For me, there are two main reasons: First, I'm simply dumbstruck by fear of losing control and constantly feeling myself slipping down and trying to drag myself back up. Secondly, what calls to me from the deepest darks of myself is almost hellishly enticing. Sometimes it's hard not to give in to your temptations, and who knows your temptations better than the inner you?

This is where I internally stand every day, hoping that today I can move just a little farther away from that awful place. But everyday I end in the same place I began. It's a constant struggle, and I know I don't face this struggle alone.

My Personal Insanity Index

To truly understand if this blog will help you to understand yourself, your thought processes, and if the advice I have to give will help you, you should know a little about me and my experiences on a somewhat personal level.

As a student of psychology and neurology (pre-med), I understand that to truly believe that someone can relate to your experiences in life and to believe that their advice will work for you, you first should know something about them to connect with them on a deeper level. I'm more than happy to oblige.

Growing up I was raised by someone who suffers from paranoid schizophrenia (which had not been diagnosed at that point) and someone who suffers from severe depression, mild psychopathy, and Munchausen syndrome by proxy. Needless to say, I grew up with a pretty distorted version of reality and an array of mental and emotional scars.

I won't get into my life experiences, but I will tell you that it was one traumatic experience after another from the time I was three until the time I was fifteen. By then, I was completely self-destructive and began creating my own trauma.

I spent six years as an addict and jumping from one bad decision to another. Most of my family had given up hope that I would be anything other than what I already had been grooming myself into. Miraculously, I shaped up at the age of 22, after the birth of my second child, and have been building up from there.

Coupled with this, I had been diagnosed with generalized anxiety disorder (GAD) at the age of 10, and CPTSD (chronic posttraumatic stress disorder) at 17. I developed social anxiety disorder at the age of 21, after having been "locked away" by an abusive partner. When I say locked away, I simply mean being unable to have communication with anyone whatsoever or they'd make your life a living hell.

It's been a huge struggle to learn how to live, as I hope you can imagine.

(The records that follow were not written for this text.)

//! Record packager: one `tf.train.Example` per unit in a TFRecord file.

use std::collections::HashMap;
use std::fs::File;
use std::io::BufWriter;
use std::path::{Path, PathBuf};

use image::DynamicImage;
use log::{debug, info};

use super::example::{Example, Feature, TfRecordWriter};
use super::{encode_image, DatasetPackager};
use crate::error::AnnopackError;
use crate::ir::{ensure_parent_dir, ImageAnnotation, LabelId, LabelRegistry, ObjectAnnotation};
use crate::pipeline::Shared;

/// Feature keys written into every record, following the TensorFlow Object
/// Detection API naming.
pub mod feature_keys {
    pub const HEIGHT: &str = "image/height";
    pub const WIDTH: &str = "image/width";
    pub const FILENAME: &str = "image/filename";
    pub const SOURCE_ID: &str = "image/source_id";
    pub const ENCODED: &str = "image/encoded";
    pub const FORMAT: &str = "image/format";
    pub const XMIN: &str = "image/object/bbox/xmin";
    pub const XMAX: &str = "image/object/bbox/xmax";
    pub const YMIN: &str = "image/object/bbox/ymin";
    pub const YMAX: &str = "image/object/bbox/ymax";
    pub const CLASS_TEXT: &str = "image/object/class/text";
    pub const CLASS_LABEL: &str = "image/object/class/label";
}

enum LabelSource {
    /// Ids assigned by the packager as labels show up.
    Owned(LabelRegistry),
    /// Ids assigned upstream; a label without an id is an error.
    Shared(Shared<LabelRegistry>),
}

impl LabelSource {
    fn id_for(&mut self, label: &str) -> Result<LabelId, AnnopackError> {
        match self {
            LabelSource::Owned(registry) => Ok(registry.register(label)),
            LabelSource::Shared(registry) => {
                registry
                    .borrow()
                    .find(label)
                    .ok_or_else(|| AnnopackError::UnknownLabel {
                        label: label.to_string(),
                    })
            }
        }
    }

    fn count(&self) -> usize {
        match self {
            LabelSource::Owned(registry) => registry.count(),
            LabelSource::Shared(registry) => registry.borrow().count(),
        }
    }

    fn write_label_map(&self, path: &Path) -> Result<(), AnnopackError> {
        match self {
            LabelSource::Owned(registry) => registry.write_label_map(path),
            LabelSource::Shared(registry) => registry.borrow().write_label_map(path),
        }
    }
}

/// Writes one record per unit: image size, encoded pixels, box coordinates
/// (normalised by default) and label text and ids.
///
/// The output file is created at construction, so a bad location is reported
/// before any parsing starts.
pub struct TfRecordPackager {
    path: PathBuf,
    writer: Option<TfRecordWriter<BufWriter<File>>>,
    labels: LabelSource,
    normalize: bool,
    label_map: Option<PathBuf>,
    written: usize,
}

impl TfRecordPackager {
    pub fn new(path: impl Into<PathBuf>) -> Result<Self, AnnopackError> {
        let path = path.into();
        ensure_parent_dir(&path)?;
        let file = File::create(&path).map_err(|source| AnnopackError::OutputCreate {
            path: path.clone(),
            source,
        })?;
        debug!("writing records to {}", path.display());
        Ok(Self {
            path,
            writer: Some(TfRecordWriter::new(BufWriter::new(file))),
            labels: LabelSource::Owned(LabelRegistry::new()),
            normalize: true,
            label_map: None,
            written: 0,
        })
    }

    /// Resolves ids through a registry filled upstream instead of assigning
    /// them here.
    pub fn with_shared_labels(mut self, labels: Shared<LabelRegistry>) -> Self {
        self.labels = LabelSource::Shared(labels);
        self
    }

    /// Stores box coordinates as fractions of the image size (the default)
    /// or as raw pixels.
    pub fn with_normalize(mut self, normalize: bool) -> Self {
        self.normalize = normalize;
        self
    }

    /// Writes the label map next to the records on `close`.
    pub fn with_label_map(mut self, path: impl Into<PathBuf>) -> Self {
        self.label_map = Some(path.into());
        self
    }

    pub fn path(&self) -> &Path {
        &self.path
    }

    pub fn label_count(&self) -> usize {
        self.labels.count()
    }

    fn build_example(
        &mut self,
        pixels: &DynamicImage,
        image: &ImageAnnotation,
        objects: &[ObjectAnnotation],
    ) -> Result<Example, AnnopackError> {
        let encoded = encode_image(pixels, image.format(), Path::new(image.path()))?;

        let mut xmins = Vec::with_capacity(objects.len());
        let mut xmaxs = Vec::with_capacity(objects.len());
        let mut ymins = Vec::with_capacity(objects.len());
        let mut ymaxs = Vec::with_capacity(objects.len());
        let mut texts = Vec::with_capacity(objects.len());
        let mut ids = Vec::with_capacity(objects.len());
        for object in objects {
            let (xmin, xmax, ymin, ymax) = if self.normalize {
                let bbox = object.bbox().to_normalized(image.width(), image.height());
                (bbox.xmin(), bbox.xmax(), bbox.ymin(), bbox.ymax())
            } else {
                (object.xmin(), object.xmax(), object.ymin(), object.ymax())
            };
            xmins.push(xmin as f32);
            xmaxs.push(xmax as f32);
            ymins.push(ymin as f32);
            ymaxs.push(ymax as f32);
            texts.push(object.label().as_bytes().to_vec());
            ids.push(self.labels.id_for(object.label())?.as_i64());
        }

        let mut feature = HashMap::new();
        feature.insert(
            feature_keys::HEIGHT.to_string(),
            Feature::int64s(vec![i64::from(image.height())]),
        );
        feature.insert(
            feature_keys::WIDTH.to_string(),
            Feature::int64s(vec![i64::from(image.width())]),
        );
        feature.insert(feature_keys::FILENAME.to_string(), Feature::bytes([image.path()]));
        feature.insert(feature_keys::SOURCE_ID.to_string(), Feature::bytes([image.path()]));
        feature.insert(feature_keys::ENCODED.to_string(), Feature::bytes([encoded]));
        feature.insert(
            feature_keys::FORMAT.to_string(),
            Feature::bytes([image.format().as_str()]),
        );
        feature.insert(feature_keys::XMIN.to_string(), Feature::floats(xmins));
        feature.insert(feature_keys::XMAX.to_string(), Feature::floats(xmaxs));
        feature.insert(feature_keys::YMIN.to_string(), Feature::floats(ymins));
        feature.insert(feature_keys::YMAX.to_string(), Feature::floats(ymaxs));
        feature.insert(feature_keys::CLASS_TEXT.to_string(), Feature::bytes(texts));
        feature.insert(feature_keys::CLASS_LABEL.to_string(), Feature::int64s(ids));
        Ok(Example::from_features(feature))
    }

    fn write_err(&self, source: std::io::Error) -> AnnopackError {
        AnnopackError::TfRecordWrite {
            path: self.path.clone(),
            source,
        }
    }
}

impl DatasetPackager for TfRecordPackager {
    fn append(
        &mut self,
        pixels: &DynamicImage,
        image: &ImageAnnotation,
        objects: &[ObjectAnnotation],
    ) -> Result<(), AnnopackError> {
        if self.writer.is_none() {
            return Err(self.write_err(std::io::Error::other("record file already closed")));
        }
        let example = self.build_example(pixels, image, objects)?;
        if let Some(writer) = self.writer.as_mut() {
            writer
                .write_example(&example)
                .map_err(|source| AnnopackError::TfRecordWrite {
                    path: self.path.clone(),
                    source,
                })?;
        }
        self.written += 1;
        debug!("record {} <- {} ({} objects)", self.written, image.path(), objects.len());
        Ok(())
    }

    fn close(&mut self) -> Result<(), AnnopackError> {
        let Some(mut writer) = self.writer.take() else {
            return Ok(());
        };
        writer.flush().map_err(|source| self.write_err(source))?;
        info!("{} records written to {}", self.written, self.path.display());
        if let Some(label_map) = &self.label_map {
            self.labels.write_label_map(label_map)?;
        }
        Ok(())
    }

    fn packaged(&self) -> usize {
        self.written
    }
}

The stress in my life didn't abate any, really, until I turned 25. It's just now starting to put itself back together.

I'm sure you can also imagine my immense shame and embarrassment when it comes to my peers and how they live vs how I live. Even though I have worked and tried to force myself to stop caring, to stop worrying, to stop wondering and assuming, it still is there. And, social pressure will probably always be there for all of us to one extent or another. The only thing we can do is get used to it.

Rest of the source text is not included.